▶ **Task description**
All lines from the one with "use std::cell::Cell;" through the final line below are to be reproduced exactly; omit the others.

▶ **Dataset**
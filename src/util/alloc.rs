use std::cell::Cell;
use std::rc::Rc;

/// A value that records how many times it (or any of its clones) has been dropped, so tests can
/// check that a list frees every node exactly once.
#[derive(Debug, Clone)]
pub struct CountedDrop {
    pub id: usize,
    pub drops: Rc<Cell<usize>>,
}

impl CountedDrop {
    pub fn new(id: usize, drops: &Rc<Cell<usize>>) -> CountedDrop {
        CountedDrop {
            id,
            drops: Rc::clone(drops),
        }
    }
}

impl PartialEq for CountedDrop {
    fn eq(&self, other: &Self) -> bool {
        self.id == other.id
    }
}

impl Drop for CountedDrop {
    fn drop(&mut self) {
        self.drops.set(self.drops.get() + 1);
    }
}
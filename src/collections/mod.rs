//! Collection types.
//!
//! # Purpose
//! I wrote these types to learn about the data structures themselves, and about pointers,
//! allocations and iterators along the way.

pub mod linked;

▶ **Response to this exercise**
use std::cell::Cell;
use std::rc::Rc;

/// A value that records how many times it (or any of its clones) has been dropped, so tests can
/// check that a list frees every node exactly once.
#[derive(Debug, Clone)]
pub struct CountedDrop {
    pub id: usize,
    pub drops: Rc<Cell<usize>>,
}

impl CountedDrop {
    pub fn new(id: usize, drops: &Rc<Cell<usize>>) -> CountedDrop {
        CountedDrop {
            id,
            drops: Rc::clone(drops),
        }
    }
}

impl PartialEq for CountedDrop {
    fn eq(&self, other: &Self) -> bool {
        self.id == other.id
    }
}

impl Drop for CountedDrop {
    fn drop(&mut self) {
        self.drops.set(self.drops.get() + 1);
    }
}
filename src/collections/mod.rs
//! Collection types.
//!
//! # Purpose
//! I wrote these types to learn about the data structures themselves, and about pointers,
//! allocations and iterators along the way.

pub mod linked;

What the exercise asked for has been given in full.